I can find plenty of examples of developers complaining that a big array initialized on the stack create a stack overflow error
int main(int argc, const char * argv[])
{
int v[100000000];
memset(&v, 0, sizeof(v));
}
When compiling on Apple LLVM 7.0, this does not cause a stack overflow, this puzzles me as the array has a size of ~400Mb, significantly more than what is usually the size of the stack.
Why does the above code not cause stack overflow?

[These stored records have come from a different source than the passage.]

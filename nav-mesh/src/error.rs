use thiserror::Error;

/// Failures surfaced by route resolution.
///
/// None of these are retried; the caller decides what a miss means.
#[derive(Debug, Clone, Copy, PartialEq, Eq, Error)]
pub enum RouteError {
    #[error("start point is outside the mesh")]
    StartNotInMesh,
    #[error("end point is outside the mesh")]
    EndNotInMesh,
    #[error("start point is inside a blocked triangle")]
    StartBlocked,
    #[error("end point is inside a blocked triangle")]
    EndBlocked,
    #[error("no corridor connects the source and destination triangles")]
    Unreachable,
    /// Consecutive corridor triangles that do not share an edge. This is a
    /// caller error; nothing upstream attempts recovery.
    #[error("corridor triangles {a} and {b} do not share an edge")]
    IllegalTriangleList { a: u32, b: u32 },
}

/// Failures surfaced by the indexed heap.
#[derive(Debug, Clone, Copy, PartialEq, Eq, Error)]
pub enum HeapError {
    #[error("triangle {0} is already queued")]
    DuplicateKey(u32),
}
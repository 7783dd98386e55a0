use core::ops::{Add, Div, Mul, Neg, Sub};

#[cfg(feature = "serde")]
use serde::{Deserialize, Serialize};

/// 2D vector / position.
#[derive(Debug, Clone, Copy, Default, PartialEq)]
#[cfg_attr(feature = "serde", derive(Serialize, Deserialize))]
pub struct Vec2 {
    pub x: f32,
    pub y: f32,
}

impl Vec2 {
    pub const ZERO: Self = Self { x: 0.0, y: 0.0 };

    pub fn new(x: f32, y: f32) -> Self {
        Self { x, y }
    }

    pub fn dot(self, other: Self) -> f32 {
        self.x * other.x + self.y * other.y
    }

    pub fn length(self) -> f32 {
        self.dot(self).sqrt()
    }

    pub fn distance(self, other: Self) -> f32 {
        (other - self).length()
    }
}

impl Add for Vec2 {
    type Output = Self;

    fn add(self, rhs: Self) -> Self {
        Self::new(self.x + rhs.x, self.y + rhs.y)
    }
}

impl Sub for Vec2 {
    type Output = Self;

    fn sub(self, rhs: Self) -> Self {
        Self::new(self.x - rhs.x, self.y - rhs.y)
    }
}

impl Mul<f32> for Vec2 {
    type Output = Self;

    fn mul(self, rhs: f32) -> Self {
        Self::new(self.x * rhs, self.y * rhs)
    }
}

impl Div<f32> for Vec2 {
    type Output = Self;

    fn div(self, rhs: f32) -> Self {
        Self::new(self.x / rhs, self.y / rhs)
    }
}

impl Neg for Vec2 {
    type Output = Self;

    fn neg(self) -> Self {
        Self::new(-self.x, -self.y)
    }
}

/// Mesh vertex: a planar position plus a carried-but-unused height.
///
/// `z` exists for interop with tooling that stores 3D vertices; no planar
/// query reads it.
#[derive(Debug, Clone, Copy, Default, PartialEq)]
#[cfg_attr(feature = "serde", derive(Serialize, Deserialize))]
pub struct Point {
    #[cfg_attr(feature = "serde", serde(rename = "X"))]
    pub x: f32,
    #[cfg_attr(feature = "serde", serde(rename = "Y"))]
    pub y: f32,
    #[cfg_attr(feature = "serde", serde(rename = "Z", default))]
    pub z: f32,
}

impl Point {
    pub fn new(x: f32, y: f32) -> Self {
        Self { x, y, z: 0.0 }
    }

    pub fn with_z(x: f32, y: f32, z: f32) -> Self {
        Self { x, y, z }
    }

    /// Planar projection.
    pub fn pos(self) -> Vec2 {
        Vec2::new(self.x, self.y)
    }
}

impl From<Vec2> for Point {
    fn from(v: Vec2) -> Self {
        Self::new(v.x, v.y)
    }
}
//! Overlay configuration
//!
//! [`OverlayConfig`] is the per-instance option set. It deserializes from
//! option documents using camelCase keys, so JSON like
//! `{"autoPan": true, "animation": "fade,scale"}` maps directly onto it.
//! Missing keys take the defaults below; unknown keys are ignored.
//!
//! | option | default |
//! |---|---|
//! | `eventsPropagation` | `false` |
//! | `eventsToStop` | none |
//! | `dx`, `dy` | `0`, `0` |
//! | `autoPan` | `false` |
//! | `autoPanDuration` | `600` ms |
//! | `autoPanMargin` | `50` px |
//! | `single` | `true` |
//! | `animation` | `"scale"` |
//! | `animationDuration` | `500` ms |
//! | `animationOnHide` | `false` |
//! | `pitchWithMap`, `rotateWithMap` | `false` |
//! | `visible` | `true` |
//! | `roundPoint` | `false` |
//! | `collision` | `false` |
//! | `collisionBufferSize` | `2` |
//! | `collisionWeight` | `0` |
//! | `collisionFadeIn` | `false` |
//! | `zIndex` | none |
//! | `minZoom`, `maxZoom` | none |
//! | `container` | `"ui"` |

use serde::{Deserialize, Deserializer, Serialize};

use crate::error::ConfigError;

/// Default name of the map panel hosting overlay elements
pub const DEFAULT_CONTAINER: &str = "ui";

/// Option set for one overlay instance
#[derive(Clone, Debug, PartialEq, Serialize, Deserialize)]
#[serde(rename_all = "camelCase", default)]
pub struct OverlayConfig {
    /// Stop the `eventsToStop` events at the overlay element
    pub events_propagation: bool,
    /// DOM event names stopped when `eventsPropagation` is set
    #[serde(deserialize_with = "deserialize_event_list")]
    pub events_to_stop: Option<Vec<String>>,
    /// Horizontal pixel offset applied after projection
    pub dx: f64,
    /// Vertical pixel offset applied after projection
    pub dy: f64,
    /// Pan the map on show so the overlay is fully visible
    pub auto_pan: bool,
    /// Duration of the auto-pan animation in milliseconds
    pub auto_pan_duration: u32,
    /// Inner margin kept between the overlay and the container edge
    pub auto_pan_margin: f64,
    /// At most one live element per overlay class per map
    pub single: bool,
    /// Comma separated animation kinds (`fade`, `scale`)
    pub animation: Option<String>,
    /// Animation duration in milliseconds
    pub animation_duration: u32,
    /// Animate hide as well as show
    pub animation_on_hide: bool,
    /// Tilt the overlay with the map pitch
    pub pitch_with_map: bool,
    /// Rotate the overlay with the map bearing
    pub rotate_with_map: bool,
    /// Initial logical visibility flag
    pub visible: bool,
    /// Round computed positions to whole pixels
    pub round_point: bool,
    /// Take part in the map-wide collision pass
    pub collision: bool,
    /// Spacing added around the overlay box during collision
    pub collision_buffer_size: f64,
    /// Collision priority, higher wins
    pub collision_weight: f64,
    /// Add the fade-in class when the collision pass reveals the overlay
    pub collision_fade_in: bool,
    /// Stacking order applied to the element on show
    pub z_index: Option<i32>,
    /// Hide below this zoom (zoom-filter capable components only)
    pub min_zoom: Option<f64>,
    /// Hide above this zoom (zoom-filter capable components only)
    pub max_zoom: Option<f64>,
    /// Name of the map panel hosting the element
    pub container: String,
}

impl Default for OverlayConfig {
    fn default() -> Self {
        Self {
            events_propagation: false,
            events_to_stop: None,
            dx: 0.0,
            dy: 0.0,
            auto_pan: false,
            auto_pan_duration: 600,
            auto_pan_margin: 50.0,
            single: true,
            animation: Some("scale".to_string()),
            animation_duration: 500,
            animation_on_hide: false,
            pitch_with_map: false,
            rotate_with_map: false,
            visible: true,
            round_point: false,
            collision: false,
            collision_buffer_size: 2.0,
            collision_weight: 0.0,
            collision_fade_in: false,
            z_index: None,
            min_zoom: None,
            max_zoom: None,
            container: DEFAULT_CONTAINER.to_string(),
        }
    }
}

impl OverlayConfig {
    /// Load options from a JSON document
    pub fn from_json_str(json: &str) -> Result<Self, ConfigError> {
        Ok(serde_json::from_str(json)?)
    }

    /// Load options from a TOML document
    pub fn from_toml_str(source: &str) -> Result<Self, ConfigError> {
        Ok(toml::from_str(source)?)
    }

    /// Set the pixel offset
    pub fn with_offset(mut self, dx: f64, dy: f64) -> Self {
        self.dx = dx;
        self.dy = dy;
        self
    }

    /// Set the animation kinds, `None` disables animation
    pub fn with_animation(mut self, animation: Option<&str>) -> Self {
        self.animation = animation.map(str::to_string);
        self
    }

    pub fn with_animation_duration(mut self, duration_ms: u32) -> Self {
        self.animation_duration = duration_ms;
        self
    }

    pub fn with_animation_on_hide(mut self, enabled: bool) -> Self {
        self.animation_on_hide = enabled;
        self
    }

    pub fn with_single(mut self, single: bool) -> Self {
        self.single = single;
        self
    }

    pub fn with_auto_pan(mut self, enabled: bool) -> Self {
        self.auto_pan = enabled;
        self
    }

    pub fn with_round_point(mut self, enabled: bool) -> Self {
        self.round_point = enabled;
        self
    }

    pub fn with_collision(mut self, enabled: bool) -> Self {
        self.collision = enabled;
        self
    }

    pub fn with_collision_weight(mut self, weight: f64) -> Self {
        self.collision_weight = weight;
        self
    }

    pub fn with_events_to_stop<I, S>(mut self, events: I) -> Self
    where
        I: IntoIterator<Item = S>,
        S: Into<String>,
    {
        self.events_to_stop = Some(events.into_iter().map(Into::into).collect());
        self
    }

    pub fn with_zoom_range(mut self, min_zoom: Option<f64>, max_zoom: Option<f64>) -> Self {
        self.min_zoom = min_zoom;
        self.max_zoom = max_zoom;
        self
    }

    /// Check `zoom` against the configured zoom range
    pub fn zoom_in_range(&self, zoom: f64) -> bool {
        self.min_zoom.map_or(true, |min| zoom >= min) && self.max_zoom.map_or(true, |max| zoom <= max)
    }
}

/// Accepts either `"click dblclick"` or `["click", "dblclick"]`
fn deserialize_event_list<'de, D>(deserializer: D) -> Result<Option<Vec<String>>, D::Error>
where
    D: Deserializer<'de>,
{
    #[derive(Deserialize)]
    #[serde(untagged)]
    enum EventList {
        Joined(String),
        Listed(Vec<String>),
    }

    let events = match Option::<EventList>::deserialize(deserializer)? {
        None => return Ok(None),
        Some(EventList::Joined(joined)) => joined
            .split(|c: char| c.is_whitespace() || c == ',')
            .filter(|s| !s.is_empty())
            .map(str::to_string)
            .collect::<Vec<_>>(),
        Some(EventList::Listed(listed)) => listed,
    };

    Ok(if events.is_empty() { None } else { Some(events) })
}

#[cfg(test)]
mod tests {
    use super::*;

    #[test]
    fn test_defaults() {
        let config = OverlayConfig::default();
        assert!(!config.events_propagation);
        assert!(config.events_to_stop.is_none());
        assert_eq!((config.dx, config.dy), (0.0, 0.0));
        assert!(!config.auto_pan);
        assert_eq!(config.auto_pan_duration, 600);
        assert!(config.single);
        assert_eq!(config.animation.as_deref(), Some("scale"));
        assert_eq!(config.animation_duration, 500);
        assert!(!config.animation_on_hide);
        assert!(config.visible);
        assert!(!config.round_point);
        assert!(!config.collision);
        assert_eq!(config.collision_buffer_size, 2.0);
        assert_eq!(config.collision_weight, 0.0);
        assert_eq!(config.container, "ui");
    }

    #[test]
    fn test_json_camel_case_and_defaults() {
        let config = OverlayConfig::from_json_str(
            r#"{
                "dx": 5, "dy": -3,
                "autoPan": true,
                "animation": "fade,scale",
                "eventsToStop": "click dblclick",
                "pitchWithMap": true,
                "somethingElse": 1
            }"#,
        )
        .unwrap();

        assert_eq!((config.dx, config.dy), (5.0, -3.0));
        assert!(config.auto_pan);
        assert!(config.pitch_with_map);
        assert_eq!(config.animation.as_deref(), Some("fade,scale"));
        assert_eq!(
            config.events_to_stop,
            Some(vec!["click".to_string(), "dblclick".to_string()])
        );
        // Untouched keys keep their defaults
        assert_eq!(config.animation_duration, 500);
        assert!(config.single);
    }

    #[test]
    fn test_json_null_animation() {
        let config = OverlayConfig::from_json_str(r#"{"animation": null}"#).unwrap();
        assert!(config.animation.is_none());
    }

    #[test]
    fn test_toml_options() {
        let config = OverlayConfig::from_toml_str(
            r#"
            single = false
            animationDuration = 250
            eventsToStop = ["mousedown", "touchstart"]
            collision = true
            collisionWeight = 3.5
            "#,
        )
        .unwrap();

        assert!(!config.single);
        assert_eq!(config.animation_duration, 250);
        assert_eq!(
            config.events_to_stop,
            Some(vec!["mousedown".to_string(), "touchstart".to_string()])
        );
        assert!(config.collision);
        assert_eq!(config.collision_weight, 3.5);
    }

    #[test]
    fn test_malformed_document() {
        assert!(matches!(
            OverlayConfig::from_json_str("{ not json"),
            Err(ConfigError::Json(_))
        ));
        assert!(matches!(
            OverlayConfig::from_toml_str("single = = true"),
            Err(ConfigError::Toml(_))
        ));
    }

    #[test]
    fn test_zoom_range() {
        let config = OverlayConfig::default().with_zoom_range(Some(5.0), Some(10.0));
        assert!(!config.zoom_in_range(4.0));
        assert!(config.zoom_in_range(5.0));
        assert!(config.zoom_in_range(10.0));
        assert!(!config.zoom_in_range(10.5));
        assert!(OverlayConfig::default().zoom_in_range(22.0));
    }
}
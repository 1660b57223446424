//! Collision queue
//!
//! Overlays with `collision` enabled register their buffered box here while
//! visible. The resolution algorithm belongs to the host: it is handed the
//! entries (heaviest first) and answers with per-overlay visibility, which
//! the map applies back through [`Overlay::set_collision_visible`].
//!
//! [`Overlay::set_collision_visible`]: crate::overlay::Overlay::set_collision_visible

use std::cell::{Cell, RefCell};
use std::fmt;

use indexmap::IndexMap;
use mapui_core::Rect;

use crate::overlay::{OverlayId, WeakOverlay};

/// A registered overlay box
#[derive(Clone, Debug)]
pub struct CollisionEntry {
    pub overlay_id: OverlayId,
    pub overlay: WeakOverlay,
    /// Overlay box grown by `collisionBufferSize`
    pub bbox: Rect,
    /// Priority, higher wins
    pub weight: f64,
    /// Fade in when revealed
    pub fade_in: bool,
}

/// Visibility decided by the resolver for one overlay
#[derive(Clone, Copy, Debug, PartialEq)]
pub struct CollisionVerdict {
    pub overlay_id: OverlayId,
    pub visible: bool,
}

/// Collision resolution algorithm supplied by the host
pub trait CollisionResolver {
    /// Decide visibility for `entries`, given heaviest first
    fn resolve(&self, entries: &[CollisionEntry]) -> Vec<CollisionVerdict>;
}

impl<F> CollisionResolver for F
where
    F: Fn(&[CollisionEntry]) -> Vec<CollisionVerdict>,
{
    fn resolve(&self, entries: &[CollisionEntry]) -> Vec<CollisionVerdict> {
        self(entries)
    }
}

/// Registered collision participants of one map
#[derive(Default)]
pub struct CollisionQueue {
    entries: RefCell<IndexMap<OverlayId, CollisionEntry>>,
    revision: Cell<u64>,
}

impl fmt::Debug for CollisionQueue {
    fn fmt(&self, f: &mut fmt::Formatter<'_>) -> fmt::Result {
        f.debug_struct("CollisionQueue")
            .field("entries", &self.len())
            .field("revision", &self.revision.get())
            .finish()
    }
}

impl CollisionQueue {
    pub fn new() -> Self {
        Self::default()
    }

    /// Register or refresh an entry
    pub fn insert(&self, entry: CollisionEntry) {
        self.entries.borrow_mut().insert(entry.overlay_id, entry);
        self.bump();
    }

    /// Deregister an overlay. Returns false if it was not registered.
    pub fn remove(&self, overlay_id: OverlayId) -> bool {
        let removed = self
            .entries
            .borrow_mut()
            .shift_remove(&overlay_id)
            .is_some();
        if removed {
            self.bump();
        }
        removed
    }

    pub fn contains(&self, overlay_id: OverlayId) -> bool {
        self.entries.borrow().contains_key(&overlay_id)
    }

    pub fn get(&self, overlay_id: OverlayId) -> Option<CollisionEntry> {
        self.entries.borrow().get(&overlay_id).cloned()
    }

    /// Entries ordered by weight, heaviest first; ties keep registration order
    pub fn entries(&self) -> Vec<CollisionEntry> {
        let mut entries: Vec<_> = self.entries.borrow().values().cloned().collect();
        entries.sort_by(|a, b| b.weight.total_cmp(&a.weight));
        entries
    }

    /// Bumped on every registration change
    pub fn revision(&self) -> u64 {
        self.revision.get()
    }

    pub fn len(&self) -> usize {
        self.entries.borrow().len()
    }

    pub fn is_empty(&self) -> bool {
        self.len() == 0
    }

    fn bump(&self) {
        self.revision.set(self.revision.get() + 1);
    }
}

Since you are not using v then probably the compiler is not allocating it, try something like
int v[100000000];
for (int i = 0 ; i < sizeof(v) / sizeof(*v) ; ++i)
v[i] = 0;
v[rand()%100000000] = 0; and then read the array somehow.
SecureZeroMemory if you want your zero-isation be not optimized, typically used to clear a password: msdn.microsoft.com/fr-fr/library/windows/desktop/…Your array is more than 100 Mb (*) but assuming it is 100 Mb, that means that either your stack size is larger than 100 Mb, or either your compiler ignored it because you do not use it. That's a compiler optimization.
(*) Indeed 1M = 1024 * 1024, not 1000 * 1000. And one int is more than 1 bit, more than 1 Byte too. And finally, Mb means Megabit and MB means Megabyte.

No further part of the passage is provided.